Abstract

A "gene tree" is the phylogeny of alleles or haplotypes for any specified stretch of DNA. Gene trees are components of population trees or species trees; their analysis entails a shift in perspective from many of the familiar models and concepts of population genetics, which typically deal with frequencies of phylogenetically unordered alleles. Molecular surveys of haplotype diversity in mitochondrial DNA (mtDNA) have provided the first extensive empirical data suitable for estimation of gene trees on a microevolutionary (intraspecific) scale. The relationship between phylogeny and geographic distribution constitutes the phylogeographic pattern for any species.
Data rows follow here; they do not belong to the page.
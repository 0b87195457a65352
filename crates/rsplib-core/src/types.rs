//! Core data types used throughout rsplib.
//!
//! These types represent device identity, tuner selection, duo-mode state,
//! and the enumerated settings that the receiver family understands. They
//! are manufacturer-specific in value but backend-agnostic in shape: any
//! [`Transport`](crate::transport::Transport) implementation speaks them.

use std::fmt;

// ---------------------------------------------------------------
// Limits
// ---------------------------------------------------------------

/// Upper bound on the number of devices a single enumeration returns.
pub const MAX_DEVICES: usize = 16;

/// Number of logical tuners on the widest device (the RSPduo).
pub const MAX_TUNERS: usize = 2;

// ---------------------------------------------------------------
// Tuners and duo mode
// ---------------------------------------------------------------

/// A single logical tuner (and its stream channel).
///
/// Channel A is always fed by tuner A and channel B by tuner B.
#[derive(Debug, Clone, Copy, PartialEq, Eq, Hash, PartialOrd, Ord)]
pub enum Tuner {
    A,
    B,
}

impl Tuner {
    /// Zero-based index, for per-channel tables.
    pub fn index(self) -> usize {
        match self {
            Tuner::A => 0,
            Tuner::B => 1,
        }
    }

    /// The other tuner of a dual-tuner device.
    pub fn other(self) -> Tuner {
        match self {
            Tuner::A => Tuner::B,
            Tuner::B => Tuner::A,
        }
    }
}

impl fmt::Display for Tuner {
    fn fmt(&self, f: &mut fmt::Formatter<'_>) -> fmt::Result {
        match self {
            Tuner::A => write!(f, "A"),
            Tuner::B => write!(f, "B"),
        }
    }
}

/// Which tuners a device (or a session on it) owns.
#[derive(Debug, Clone, Copy, PartialEq, Eq, Hash, Default)]
pub enum TunerSelect {
    #[default]
    Neither = 0,
    A = 1,
    B = 2,
    Both = 3,
}

impl TunerSelect {
    /// `true` if `tuner` is part of this selection.
    pub fn contains(self, tuner: Tuner) -> bool {
        match (self, tuner) {
            (TunerSelect::Both, _) => true,
            (TunerSelect::A, Tuner::A) | (TunerSelect::B, Tuner::B) => true,
            _ => false,
        }
    }

    /// Iterate the tuners in this selection, A first.
    pub fn tuners(self) -> impl Iterator<Item = Tuner> {
        [Tuner::A, Tuner::B]
            .into_iter()
            .filter(move |t| self.contains(*t))
    }
}

impl From<Tuner> for TunerSelect {
    fn from(tuner: Tuner) -> Self {
        match tuner {
            Tuner::A => TunerSelect::A,
            Tuner::B => TunerSelect::B,
        }
    }
}

/// Operating mode of a dual-tuner device, or the role a session holds on it.
///
/// The discriminants are the service's bit values, so a device advertising
/// several available modes can carry them as a mask.
#[derive(Debug, Clone, Copy, PartialEq, Eq, Hash, Default)]
pub enum DuoMode {
    #[default]
    Unknown = 0,
    Single = 1,
    Dual = 2,
    Master = 4,
    Slave = 8,
}

impl DuoMode {
    /// `true` for modes in which both tuners stream from one sample clock.
    pub fn is_dual_clock(self) -> bool {
        matches!(self, DuoMode::Dual | DuoMode::Master)
    }
}

impl fmt::Display for DuoMode {
    fn fmt(&self, f: &mut fmt::Formatter<'_>) -> fmt::Result {
        let name = match self {
            DuoMode::Unknown => "unknown",
            DuoMode::Single => "single",
            DuoMode::Dual => "dual",
            DuoMode::Master => "master",
            DuoMode::Slave => "slave",
        };
        f.write_str(name)
    }
}

// ---------------------------------------------------------------
// Device identity
// ---------------------------------------------------------------

/// Member of the receiver family, keyed by hardware version id.
#[derive(Debug, Clone, Copy, PartialEq, Eq, Hash)]
pub enum DeviceVariant {
    Rsp1,
    Rsp1a,
    Rsp2,
    RspDuo,
    RspDx,
}

impl DeviceVariant {
    /// Map a hardware version id to a variant.
    pub fn from_hw_ver(hw_ver: u8) -> Option<DeviceVariant> {
        match hw_ver {
            1 => Some(DeviceVariant::Rsp1),
            255 => Some(DeviceVariant::Rsp1a),
            2 => Some(DeviceVariant::Rsp2),
            3 => Some(DeviceVariant::RspDuo),
            4 => Some(DeviceVariant::RspDx),
            _ => None,
        }
    }

    /// The hardware version id reported by the service.
    pub fn hw_ver(self) -> u8 {
        match self {
            DeviceVariant::Rsp1 => 1,
            DeviceVariant::Rsp1a => 255,
            DeviceVariant::Rsp2 => 2,
            DeviceVariant::RspDuo => 3,
            DeviceVariant::RspDx => 4,
        }
    }

    /// `true` for the two-tuner RSPduo.
    pub fn is_duo(self) -> bool {
        self == DeviceVariant::RspDuo
    }
}

impl fmt::Display for DeviceVariant {
    fn fmt(&self, f: &mut fmt::Formatter<'_>) -> fmt::Result {
        let name = match self {
            DeviceVariant::Rsp1 => "RSP1",
            DeviceVariant::Rsp1a => "RSP1A",
            DeviceVariant::Rsp2 => "RSP2",
            DeviceVariant::RspDuo => "RSPduo",
            DeviceVariant::RspDx => "RSPdx",
        };
        f.write_str(name)
    }
}

/// Opaque handle the transport assigns to a selected device.
#[derive(Debug, Clone, Copy, PartialEq, Eq, Hash)]
pub struct DeviceHandle(pub u64);

/// A device as reported by enumeration, and the selection request for it.
///
/// For an RSPduo the caller fills in `tuners`, `duo_mode` and
/// `duo_sample_freq` before selecting to choose the session's role.
#[derive(Debug, Clone, PartialEq)]
pub struct DeviceInfo {
    /// Serial number.
    pub serial: String,
    /// Hardware version id (see [`DeviceVariant::from_hw_ver`]).
    pub hw_ver: u8,
    /// Tuners available (enumeration) or requested (selection).
    pub tuners: TunerSelect,
    /// Duo mode available (enumeration) or requested (selection).
    pub duo_mode: DuoMode,
    /// Master sample rate when joining an existing master as slave.
    pub duo_sample_freq: f64,
    /// `false` once the device has been removed.
    pub valid: bool,
    /// Transport handle, set by selection.
    pub handle: Option<DeviceHandle>,
}

impl DeviceInfo {
    /// The variant this device belongs to, if the hardware id is known.
    pub fn variant(&self) -> Option<DeviceVariant> {
        DeviceVariant::from_hw_ver(self.hw_ver)
    }
}

/// Service API version, e.g. `3.08`.
#[derive(Debug, Clone, Copy, PartialEq, Eq, Hash, PartialOrd, Ord)]
pub struct ApiVersion {
    pub major: u8,
    pub minor: u8,
}

impl ApiVersion {
    pub const fn new(major: u8, minor: u8) -> Self {
        ApiVersion { major, minor }
    }
}

impl fmt::Display for ApiVersion {
    fn fmt(&self, f: &mut fmt::Formatter<'_>) -> fmt::Result {
        write!(f, "{}.{:02}", self.major, self.minor)
    }
}

/// Verbosity of the service's own debug output.
#[derive(Debug, Clone, Copy, PartialEq, Eq, Hash, Default)]
pub enum DebugLevel {
    #[default]
    Disable,
    Verbose,
    Warning,
    Error,
    Message,
}

// ---------------------------------------------------------------
// Tuner settings
// ---------------------------------------------------------------

/// IF bandwidth.
#[derive(Debug, Clone, Copy, PartialEq, Eq, Hash, Default)]
pub enum Bandwidth {
    #[default]
    Bw200kHz,
    Bw300kHz,
    Bw600kHz,
    Bw1536kHz,
    Bw5000kHz,
    Bw6000kHz,
    Bw7000kHz,
    Bw8000kHz,
}

impl Bandwidth {
    /// Nominal bandwidth in kilohertz.
    pub fn khz(self) -> u32 {
        match self {
            Bandwidth::Bw200kHz => 200,
            Bandwidth::Bw300kHz => 300,
            Bandwidth::Bw600kHz => 600,
            Bandwidth::Bw1536kHz => 1536,
            Bandwidth::Bw5000kHz => 5000,
            Bandwidth::Bw6000kHz => 6000,
            Bandwidth::Bw7000kHz => 7000,
            Bandwidth::Bw8000kHz => 8000,
        }
    }
}

/// Intermediate frequency.
#[derive(Debug, Clone, Copy, PartialEq, Eq, Hash, Default)]
pub enum IfType {
    #[default]
    Zero,
    If450kHz,
    If1620kHz,
    If2048kHz,
}

/// Local oscillator mode.
#[derive(Debug, Clone, Copy, PartialEq, Eq, Hash, Default)]
pub enum LoMode {
    #[default]
    Auto,
    Lo120MHz,
    Lo144MHz,
    Lo168MHz,
}

/// AGC loop bandwidth, or disabled.
#[derive(Debug, Clone, Copy, PartialEq, Eq, Hash, Default)]
pub enum AgcControl {
    #[default]
    Disable,
    Hz100,
    Hz50,
    Hz5,
    Enable,
}

/// AM port selection on the RSP2 and RSPduo.
#[derive(Debug, Clone, Copy, PartialEq, Eq, Hash, Default)]
pub enum AmPortSelect {
    #[default]
    Port2 = 0,
    Port1 = 1,
}

/// ADS-B decimation mode of the control block.
#[derive(Debug, Clone, Copy, PartialEq, Eq, Hash, Default)]
pub enum AdsbMode {
    #[default]
    DecimationEnabled,
    NoDecimationLowpass,
    NoDecimationBandpass2MHz,
    NoDecimationBandpass3MHz,
}

/// RSP2 antenna input.
#[derive(Debug, Clone, Copy, PartialEq, Eq, Hash, Default)]
pub enum Rsp2Antenna {
    #[default]
    A,
    B,
}

/// RSPdx antenna input.
#[derive(Debug, Clone, Copy, PartialEq, Eq, Hash, Default)]
pub enum RspDxAntenna {
    #[default]
    A,
    B,
    C,
}

/// RSPdx HDR mode bandwidth.
#[derive(Debug, Clone, Copy, PartialEq, Eq, Hash, Default)]
pub enum HdrBandwidth {
    Bw200kHz,
    Bw500kHz,
    Bw1200kHz,
    #[default]
    Bw1700kHz,
}

/// RF frequency bands used by the LNA state tables.
#[derive(Debug, Clone, Copy, PartialEq, Eq, Hash)]
pub enum FrequencyBand {
    /// 0-12 MHz
    Band0To12,
    /// 12-60 MHz
    Band12To60,
    /// 60-250 MHz
    Band60To250,
    /// 250-420 MHz
    Band250To420,
    /// 420-1000 MHz
    Band420To1000,
    /// 1000-2000 MHz
    Band1000To2000,
}

impl FrequencyBand {
    /// The band containing `rf_hz`; frequencies above 2 GHz fall in the top band.
    pub fn from_hz(rf_hz: f64) -> FrequencyBand {
        let mhz = rf_hz / 1e6;
        if mhz < 12.0 {
            FrequencyBand::Band0To12
        } else if mhz < 60.0 {
            FrequencyBand::Band12To60
        } else if mhz < 250.0 {
            FrequencyBand::Band60To250
        } else if mhz < 420.0 {
            FrequencyBand::Band250To420
        } else if mhz < 1000.0 {
            FrequencyBand::Band420To1000
        } else {
            FrequencyBand::Band1000To2000
        }
    }

    pub(crate) fn index(self) -> usize {
        self as usize
    }
}

#[cfg(test)]
mod tests {
    use super::*;

    #[test]
    fn tuner_select_contains() {
        assert!(TunerSelect::Both.contains(Tuner::A));
        assert!(TunerSelect::Both.contains(Tuner::B));
        assert!(TunerSelect::A.contains(Tuner::A));
        assert!(!TunerSelect::A.contains(Tuner::B));
        assert!(!TunerSelect::Neither.contains(Tuner::A));
    }

    #[test]
    fn tuner_select_iterates_in_order() {
        let all: Vec<Tuner> = TunerSelect::Both.tuners().collect();
        assert_eq!(all, vec![Tuner::A, Tuner::B]);
        assert_eq!(TunerSelect::Neither.tuners().count(), 0);
    }

    #[test]
    fn variant_hw_ver_mapping() {
        assert_eq!(DeviceVariant::from_hw_ver(255), Some(DeviceVariant::Rsp1a));
        assert_eq!(DeviceVariant::from_hw_ver(3), Some(DeviceVariant::RspDuo));
        assert_eq!(DeviceVariant::from_hw_ver(9), None);
        for v in [
            DeviceVariant::Rsp1,
            DeviceVariant::Rsp1a,
            DeviceVariant::Rsp2,
            DeviceVariant::RspDuo,
            DeviceVariant::RspDx,
        ] {
            assert_eq!(DeviceVariant::from_hw_ver(v.hw_ver()), Some(v));
        }
    }

    #[test]
    fn api_version_ordering_and_display() {
        assert!(ApiVersion::new(3, 7) < ApiVersion::new(3, 8));
        assert_eq!(ApiVersion::new(3, 8).to_string(), "3.08");
    }

    #[test]
    fn frequency_band_edges() {
        assert_eq!(FrequencyBand::from_hz(7_100_000.0), FrequencyBand::Band0To12);
        assert_eq!(FrequencyBand::from_hz(12_000_000.0), FrequencyBand::Band12To60);
        assert_eq!(FrequencyBand::from_hz(100e6), FrequencyBand::Band60To250);
        assert_eq!(FrequencyBand::from_hz(433.92e6), FrequencyBand::Band420To1000);
        assert_eq!(FrequencyBand::from_hz(1.09e9), FrequencyBand::Band1000To2000);
    }

    #[test]
    fn duo_mode_display() {
        assert_eq!(DuoMode::Slave.to_string(), "slave");
        assert!(DuoMode::Master.is_dual_clock());
        assert!(!DuoMode::Single.is_dual_clock());
    }
}
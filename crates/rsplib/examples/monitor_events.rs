//! Monitor device events and stream statistics.
//!
//! Drives a session against the in-memory fake transport: selects an
//! RSPduo in master mode, attaches a slave, and prints every event the
//! master receives along with per-channel block counts.
//!
//! # Usage
//!
//! ```sh
//! RUST_LOG=debug cargo run -p rsplib --example monitor_events
//! ```

use std::sync::Arc;

use rsplib::{
    ApiBuilder, CallbackRegistration, DeviceEvent, DeviceInfo, DuoMode, EventKind,
    PowerOverload, Sequence, StreamBlock, Tuner, TunerSelect,
};
use rsplib_test_harness::FakeTransport;
use tracing_subscriber::EnvFilter;

#[tokio::main]
async fn main() -> anyhow::Result<()> {
    tracing_subscriber::fmt()
        .with_env_filter(EnvFilter::from_default_env())
        .init();

    let fake = Arc::new(FakeTransport::new().with_device(FakeTransport::rspduo("1234567890")));
    let api = ApiBuilder::new().build(fake.clone());
    api.open().await?;

    let found = api.devices().await?;
    let device = found
        .first()
        .ok_or_else(|| anyhow::anyhow!("no devices found"))?;
    println!("Found {} ({})", device.serial, device.hw_ver);

    let master = api
        .select(&DeviceInfo {
            duo_mode: DuoMode::Master,
            tuners: TunerSelect::Both,
            duo_sample_freq: 6_000_000.0,
            ..device.clone()
        })
        .await?;

    master
        .init(
            CallbackRegistration::new()
                .stream_a(|block: &StreamBlock<'_>, seq: Sequence| {
                    if !seq.contiguous {
                        println!("A: discontinuity at sample {}", block.first_sample_num);
                    }
                })
                .event(|event: &DeviceEvent| match &event.kind {
                    EventKind::PowerOverload(state) => {
                        println!("{:?}: power overload {:?}", event.tuner, state);
                    }
                    EventKind::DuoModeChange(change) => {
                        println!("{:?}: duo mode change {:?}", event.tuner, change);
                    }
                    other => println!("{:?}: {:?}", event.tuner, other),
                }),
        )
        .await?;

    let slave = api
        .select(&DeviceInfo {
            duo_mode: DuoMode::Slave,
            tuners: TunerSelect::B,
            duo_sample_freq: 6_000_000.0,
            ..device.clone()
        })
        .await?;
    println!("Slave attached: {}", master.slave_attached());

    let handle = master.handle();
    let samples = [0i16; 256];
    for n in 0..8u32 {
        let first = if n == 5 { 10_000 } else { n * 256 };
        fake.emit_stream(handle, Tuner::A, &StreamBlock::new(first, &samples, &samples));
        fake.emit_stream(handle, Tuner::B, &StreamBlock::new(first, &samples, &samples));
    }
    fake.emit_event(
        handle,
        DeviceEvent::new(
            TunerSelect::A,
            EventKind::PowerOverload(PowerOverload::Detected),
        ),
    );
    master.acknowledge_overload(Tuner::A).await?;

    slave.release().await?;

    for tuner in [Tuner::A, Tuner::B] {
        let stats = master.stream_stats(tuner);
        println!(
            "{tuner}: {} delivered, {} dropped",
            stats.delivered, stats.dropped
        );
    }

    master.uninit().await?;
    master.release().await?;
    api.close().await?;
    Ok(())
}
Observed phylogeographic trees can be interpreted in terms of historical demography by comparison to predictions derived from models of gene lineage sorting, such as inbreeding theory and branching-process theory. Results of such analyses for more than 20 vertebrate species strongly suggest that the demographies of populations have been remarkably dynamic and unsettled over space and recent evolutionary time. This conclusion is consistent with ecological observations documenting dramatic population-size fluctuations and range shifts in many contemporary species. By adding an historical perspective to population biology, the gene-lineage approach can help forge links between the disciplines of phylogenetic systematics (and macroevolutionary study) and population genetics (microevolution). Preliminary extensions of the "gene tree" methodology to haplotypes of nuclear genes (such as Adh in Drosophila melanogaster) demonstrate that the phylogenetic perspective can also help to illuminate molecular-genetic processes (such as recombination or gene conversion), as well as contribute to knowledge of the origin, age, and molecular basis of particular adaptations.